Start of Entries provided

//! Reporter contract: the abstract hook set normalized suite/test events
//! are forwarded to, plus the three built-in implementations.

pub mod console;
pub mod custom;
pub mod json;
pub mod junit;

use crate::sourcemap::Frame;
use serde::Serialize;

/// A single resolved log line.
#[derive(Debug, Clone, Serialize)]
pub struct LogMessage {
    pub level: u8,
    pub level_id: &'static str,
    pub suite: String,
    pub runner: String,
    pub message: String,
    pub ancestry: Vec<String>,
    pub timestamp: String,
    pub invocation: Option<ResolvedInvocation>,
}

#[derive(Debug, Clone, Serialize)]
pub struct ResolvedInvocation {
    pub file: String,
    pub line: u32,
    pub column: u32,
}

#[derive(Debug, Clone, Serialize)]
pub struct SuiteEvent {
    pub suite: String,
    pub runner: String,
}

#[derive(Debug, Clone, Serialize)]
pub struct SuiteEndEvent {
    pub suite: String,
    pub runner: String,
    pub duration: u32,
    pub error: Option<SuiteError>,
}

#[derive(Debug, Clone, Serialize)]
pub struct SuiteError {
    pub errors: Vec<crate::error_envelope::SerializedError>,
    #[serde(skip)]
    pub frames: Vec<Frame>,
}

#[derive(Debug, Clone, Serialize)]
pub struct DescribeEvent {
    pub suite: String,
    pub runner: String,
    pub ancestry: Vec<String>,
    pub description: String,
}

#[derive(Debug, Clone, Serialize)]
pub struct TestStartEvent {
    pub suite: String,
    pub runner: String,
    pub ancestry: Vec<String>,
    pub description: String,
    pub todo: bool,
    pub skipped: bool,
}

#[derive(Debug, Clone, Serialize)]
pub struct TestEndEvent {
    pub suite: String,
    pub runner: String,
    pub ancestry: Vec<String>,
    pub description: String,
    pub duration: u32,
    pub passed: bool,
    pub todo: bool,
    pub skipped: bool,
    pub errors: Vec<crate::error_envelope::SerializedError>,
}

/// Consumer of normalized suite/test events. All hooks are no-ops by
/// default; built-ins override the ones they care about.
pub trait Reporter: Send + Sync {
    fn init(&self, _paths: &std::collections::BTreeMap<String, std::path::PathBuf>, _runners: &[crate::target::RunnerInfo]) {}
    fn log(&self, _event: &LogMessage) {}
    fn suite_start(&self, _event: &SuiteEvent) {}
    fn suite_end(&self, _event: &SuiteEndEvent) {}
    fn describe_start(&self, _event: &DescribeEvent) {}
    fn describe_end(&self, _event: &DescribeEvent) {}
    fn test_start(&self, _event: &TestStartEvent) {}
    fn test_end(&self, _event: &TestEndEvent) {}
    fn finish(&self) {}
}

/// Run a reporter hook, catching panics so a misbehaving reporter can't
/// take the orchestrator down with it (§7: "errors within a reporter
/// hook ... are logged and the hook is considered a no-op").
pub fn guard(label: &str, f: impl FnOnce() + std::panic::UnwindSafe) {
    if let Err(payload) = std::panic::catch_unwind(f) {
        let message = payload
            .downcast_ref::<&str>()
            .map(|s| s.to_string())
            .or_else(|| payload.downcast_ref::<String>().cloned())
            .unwrap_or_else(|| "unknown panic".to_string());
        tracing::warn!(hook = label, %message, "reporter hook panicked; ignoring");
    }
}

End of Entries provided

What you should do. Set down all of the records shown above once more, exactly.

Written reply.
//! Reporter contract: the abstract hook set normalized suite/test events
//! are forwarded to, plus the three built-in implementations.

pub mod console;
pub mod custom;
pub mod json;
pub mod junit;

use crate::sourcemap::Frame;
use serde::Serialize;

/// A single resolved log line.
#[derive(Debug, Clone, Serialize)]
pub struct LogMessage {
    pub level: u8,
    pub level_id: &'static str,
    pub suite: String,
    pub runner: String,
    pub message: String,
    pub ancestry: Vec<String>,
    pub timestamp: String,
    pub invocation: Option<ResolvedInvocation>,
}

#[derive(Debug, Clone, Serialize)]
pub struct ResolvedInvocation {
    pub file: String,
    pub line: u32,
    pub column: u32,
}

#[derive(Debug, Clone, Serialize)]
pub struct SuiteEvent {
    pub suite: String,
    pub runner: String,
}

#[derive(Debug, Clone, Serialize)]
pub struct SuiteEndEvent {
    pub suite: String,
    pub runner: String,
    pub duration: u32,
    pub error: Option<SuiteError>,
}

#[derive(Debug, Clone, Serialize)]
pub struct SuiteError {
    pub errors: Vec<crate::error_envelope::SerializedError>,
    #[serde(skip)]
    pub frames: Vec<Frame>,
}

#[derive(Debug, Clone, Serialize)]
pub struct DescribeEvent {
    pub suite: String,
    pub runner: String,
    pub ancestry: Vec<String>,
    pub description: String,
}

#[derive(Debug, Clone, Serialize)]
pub struct TestStartEvent {
    pub suite: String,
    pub runner: String,
    pub ancestry: Vec<String>,
    pub description: String,
    pub todo: bool,
    pub skipped: bool,
}

#[derive(Debug, Clone, Serialize)]
pub struct TestEndEvent {
    pub suite: String,
    pub runner: String,
    pub ancestry: Vec<String>,
    pub description: String,
    pub duration: u32,
    pub passed: bool,
    pub todo: bool,
    pub skipped: bool,
    pub errors: Vec<crate::error_envelope::SerializedError>,
}

/// Consumer of normalized suite/test events. All hooks are no-ops by
/// default; built-ins override the ones they care about.
pub trait Reporter: Send + Sync {
    fn init(&self, _paths: &std::collections::BTreeMap<String, std::path::PathBuf>, _runners: &[crate::target::RunnerInfo]) {}
    fn log(&self, _event: &LogMessage) {}
    fn suite_start(&self, _event: &SuiteEvent) {}
    fn suite_end(&self, _event: &SuiteEndEvent) {}
    fn describe_start(&self, _event: &DescribeEvent) {}
    fn describe_end(&self, _event: &DescribeEvent) {}
    fn test_start(&self, _event: &TestStartEvent) {}
    fn test_end(&self, _event: &TestEndEvent) {}
    fn finish(&self) {}
}

/// Run a reporter hook, catching panics so a misbehaving reporter can't
/// take the orchestrator down with it (§7: "errors within a reporter
/// hook ... are logged and the hook is considered a no-op").
pub fn guard(label: &str, f: impl FnOnce() + std::panic::UnwindSafe) {
    if let Err(payload) = std::panic::catch_unwind(f) {
        let message = payload
            .downcast_ref::<&str>()
            .map(|s| s.to_string())
            .or_else(|| payload.downcast_ref::<String>().cloned())
            .unwrap_or_else(|| "unknown panic".to_string());
        tracing::warn!(hook = label, %message, "reporter hook panicked; ignoring");
    }
}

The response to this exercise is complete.